The North End has long been known as Little Italy. Italian immigrants poured into the neighborhood in the early 1900s. My family has lived in this neighborhood for over 100 years. The North End was designed to be a totally self-sufficient, inner-city haven. Families would start a business to fill a need, buy the property where their business was located, and recirculate money back into the local area. We were self-governed, had our own health center (courtesy of my Aunt Elaine Wilson, my mother’s sister, who founded North End Waterfront Health), butchers, fishmongers, grocers and greengrocers, clothing shops and tailors, restaurants, imported goods, schools and, of course, many churches, including several Roman Catholic parishes. We lived by the rule that if you could not get something within walking distance you probably didn’t need it. Not many people had cars (we invented car-pooling…). Over the years the North End has been able to retain its Italian cultural integrity. Sunday was church and family day. I can still smell the sweet scent of garlic and tomatoes as I walk down the street. Every weekend during the summer a society from different regions of Italy would host a festival for their patron saint. My family came from both Avelino, which is near Naples, and Sciacca, Sicily. We celebrated the feast of Madonna Del Scaccorso De Sci-acca better known as the Fisherman’s Feast. Aside from Saint Anthony’s feast, this is the most well-known festival in the world. Today things have changed, people from all over the world now call this thriving neighborhood their home.
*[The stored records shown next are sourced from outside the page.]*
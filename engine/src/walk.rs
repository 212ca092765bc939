// Directory-walker fallback
// Builds the same index through ordinary directory iteration when the raw
// MFT route is unavailable (no elevation, or a non-NTFS root)

use findex_core::sync::{NameArena, SegVec, WorkerPool};
use findex_core::{FileEntry, FileIndex, FindexError, ProgressGauge, DIR_BIT};
use log::debug;
use parking_lot::Mutex;
use std::collections::HashMap;
use std::path::{Path, PathBuf};
use std::sync::atomic::{AtomicU32, Ordering};
use std::sync::Arc;
use std::time::{SystemTime, UNIX_EPOCH};

/// Below this depth subtrees are walked inline; at it they are handed to
/// the pool and their sizes aggregated after quiescence.
const HANDOFF_LEVEL: usize = 4;

const UNIX_TO_FILETIME_SECS: u64 = 11_644_473_600;

struct WalkCtx {
    entries: SegVec<FileEntry>,
    names: NameArena,
    next_id: AtomicU32,
    /// Roots of subtrees whose sizes were computed off-thread and still
    /// need to be propagated to their ancestors.
    deferred: Mutex<Vec<u32>>,
    progress: Arc<ProgressGauge>,
}

/// Walk `root` recursively into a `FileIndex` whose entry 0 is named
/// `label`. Unreadable directories and entries are skipped; symlinks and
/// reparse points are never followed.
pub fn walk_directory(
    root: &Path,
    label: &str,
    progress: Arc<ProgressGauge>,
) -> Result<FileIndex, FindexError> {
    if !root.is_dir() {
        return Err(FindexError::Other(format!(
            "Walk root is not a directory: {}",
            root.display()
        )));
    }

    let ctx = Arc::new(WalkCtx {
        entries: SegVec::new(),
        names: NameArena::new(),
        next_id: AtomicU32::new(1),
        deferred: Mutex::new(Vec::new()),
        progress,
    });
    // Offset 0 stays an empty name so defaulted entries resolve harmlessly.
    ctx.names.add_str("");

    let root_mtime = std::fs::metadata(root)
        .ok()
        .and_then(|m| m.modified().ok())
        .map(system_time_to_minutes)
        .unwrap_or(0);
    let root_offset = ctx.names.add_str(label);
    ctx.entries.set(
        0,
        FileEntry {
            parent_id: 0,
            size: 0,
            name_and_kind: root_offset | DIR_BIT,
            mtime_minutes: root_mtime,
        },
    );

    let pool = Arc::new(WorkerPool::new());
    let root_size = iterate_dir(&ctx, &pool, root.to_path_buf(), 0, 0);
    pool.wait();

    let count = ctx.next_id.load(Ordering::Relaxed) as usize;
    let mut entries = ctx.entries.copy_to_vec(count);
    entries[0].size = root_size;

    // Layer-by-layer propagation of the handed-off subtree sizes: each
    // round moves every pending contribution one level up until all of
    // them have reached the root.
    let mut pending: HashMap<u32, u64> = HashMap::new();
    for id in ctx.deferred.lock().iter() {
        pending.insert(*id, entries[*id as usize].size);
    }
    while !pending.is_empty() {
        let mut next: HashMap<u32, u64> = HashMap::new();
        for (id, size) in pending {
            if id == 0 {
                continue;
            }
            let parent = entries[id as usize].parent_id;
            entries[parent as usize].size += size;
            *next.entry(parent).or_insert(0) += size;
        }
        pending = next;
    }

    let names = ctx.names.to_bytes();
    let mut index = FileIndex {
        entries,
        names,
        lower_names: Vec::new(),
    };
    index.rebuild_lower_names();
    ctx.progress.complete();
    Ok(index)
}

fn iterate_dir(
    ctx: &Arc<WalkCtx>,
    pool: &Arc<WorkerPool>,
    dir: PathBuf,
    parent_id: u32,
    level: usize,
) -> u64 {
    let reader = match std::fs::read_dir(&dir) {
        Ok(reader) => reader,
        Err(e) => {
            debug!("Cannot enumerate {}: {e}", dir.display());
            return 0;
        }
    };

    let mut size_sum = 0u64;
    for entry in reader {
        let entry = match entry {
            Ok(entry) => entry,
            Err(_) => continue,
        };
        let file_type = match entry.file_type() {
            Ok(t) => t,
            Err(_) => continue,
        };
        if file_type.is_symlink() {
            continue;
        }

        let name = entry.file_name().to_string_lossy().into_owned();
        let metadata = entry.metadata().ok();
        let mtime_minutes = metadata
            .as_ref()
            .and_then(|m| m.modified().ok())
            .map(system_time_to_minutes)
            .unwrap_or(0);

        let id = ctx.next_id.fetch_add(1, Ordering::Relaxed);
        let name_offset = ctx.names.add_str(&name);

        if file_type.is_dir() {
            ctx.entries.set(
                id as usize,
                FileEntry {
                    parent_id,
                    size: 0,
                    name_and_kind: name_offset | DIR_BIT,
                    mtime_minutes,
                },
            );
            let child = entry.path();
            if level == HANDOFF_LEVEL {
                ctx.deferred.lock().push(id);
                let ctx = Arc::clone(ctx);
                let task_pool = Arc::clone(pool);
                pool.execute(move || {
                    let size = iterate_dir(&ctx, &task_pool, child, id, level + 1);
                    let mut updated = *ctx.entries.get(id as usize);
                    updated.size = size;
                    ctx.entries.set(id as usize, updated);
                });
            } else {
                let size = iterate_dir(ctx, pool, child, id, level + 1);
                let mut updated = *ctx.entries.get(id as usize);
                updated.size = size;
                ctx.entries.set(id as usize, updated);
                size_sum += size;
            }
        } else {
            let size = metadata.map(|m| m.len()).unwrap_or(0);
            ctx.entries.set(
                id as usize,
                FileEntry {
                    parent_id,
                    size,
                    name_and_kind: name_offset,
                    mtime_minutes,
                },
            );
            ctx.progress.add(size);
            size_sum += size;
        }
    }
    size_sum
}

fn system_time_to_minutes(time: SystemTime) -> u32 {
    match time.duration_since(UNIX_EPOCH) {
        Ok(since_unix) => ((since_unix.as_secs() + UNIX_TO_FILETIME_SECS) / 60) as u32,
        Err(_) => 0,
    }
}

#[cfg(test)]
mod tests {
    use super::*;
    use std::fs;

    fn write_file(path: &Path, len: usize) {
        fs::write(path, vec![b'x'; len]).unwrap();
    }

    /// tmp/
    ///   top.txt          (10)
    ///   a/b/c/d/e/f/     (deep enough to cross the handoff level)
    ///     deep.txt       (100)
    ///   a/side.txt       (7)
    fn build_tree(root: &Path) {
        write_file(&root.join("top.txt"), 10);
        let deep = root.join("a/b/c/d/e/f");
        fs::create_dir_all(&deep).unwrap();
        write_file(&deep.join("deep.txt"), 100);
        write_file(&root.join("a/side.txt"), 7);
    }

    fn find(index: &FileIndex, name: &str) -> u32 {
        (0..index.len() as u32)
            .find(|&i| index.name_of(i) == name)
            .unwrap_or_else(|| panic!("{name} not indexed"))
    }

    #[test]
    fn walk_matches_structure_and_sizes() {
        let tmp = tempfile::tempdir().unwrap();
        build_tree(tmp.path());

        let progress = Arc::new(ProgressGauge::new());
        let index = walk_directory(tmp.path(), "T:", Arc::clone(&progress)).unwrap();

        assert_eq!(index.name_of(0), "T:");
        assert!(index.entry(0).unwrap().is_dir());
        let root_parent_id = index.entry(0).unwrap().parent_id;
        assert_eq!(root_parent_id, 0);
        assert_eq!(progress.fraction(), 1.0);

        // 1 root + 6 dirs + 3 files.
        assert_eq!(index.len(), 10);

        let deep = find(&index, "deep.txt");
        let deep_size = index.entry(deep).unwrap().size;
        assert_eq!(deep_size, 100);
        assert!(!index.entry(deep).unwrap().is_dir());

        // Every directory's size equals the sum of its children.
        for dir in 0..index.len() as u32 {
            let entry = index.entry(dir).unwrap();
            if !entry.is_dir() {
                continue;
            }
            let children_sum: u64 = (0..index.len() as u32)
                .filter(|&c| c != dir && index.entry(c).unwrap().parent_id == dir)
                .map(|c| index.entry(c).unwrap().size)
                .sum();
            let entry_size = entry.size;
            assert_eq!(entry_size, children_sum, "dir {}", index.name_of(dir));
        }
        let root_size = index.entry(0).unwrap().size;
        assert_eq!(root_size, 117);

        // Parents precede children and carry the directory bit.
        for id in 1..index.len() as u32 {
            let entry = index.entry(id).unwrap();
            assert!(entry.parent_id < id);
            assert!(index.entry(entry.parent_id).unwrap().is_dir());
        }
    }

    #[test]
    fn lower_names_are_generated() {
        let tmp = tempfile::tempdir().unwrap();
        write_file(&tmp.path().join("MiXeD.TXT"), 1);

        let index =
            walk_directory(tmp.path(), "T:", Arc::new(ProgressGauge::new())).unwrap();
        let id = find(&index, "MiXeD.TXT");
        let offset = index.entry(id).unwrap().name_offset();
        assert_eq!(findex_core::entry::name_at(&index.lower_names, offset), "mixed.txt");
    }

    #[test]
    fn walk_root_must_be_a_directory() {
        let tmp = tempfile::tempdir().unwrap();
        let file = tmp.path().join("plain.txt");
        write_file(&file, 1);
        assert!(walk_directory(&file, "T:", Arc::new(ProgressGauge::new())).is_err());
    }
}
Even with all of the modern-day changes to our landscape and demographics the integrity of a family-oriented, safe, friendly, and most of all convenient neighborhood still exists. Truly one of the last modern old-world neighborhoods. As for me, I still live and work here. Though I have a car most of my daily activities revolve around this amazing neighbor-hood. Since 1984, I’ve been blessed to have participated in some of the changes that have greatly served this community and its long-time occupants. The population of children and families now occupying this community has almost reached the volume from when I was growing up. Schools that closed as the population had declined are reopening and are at capacity.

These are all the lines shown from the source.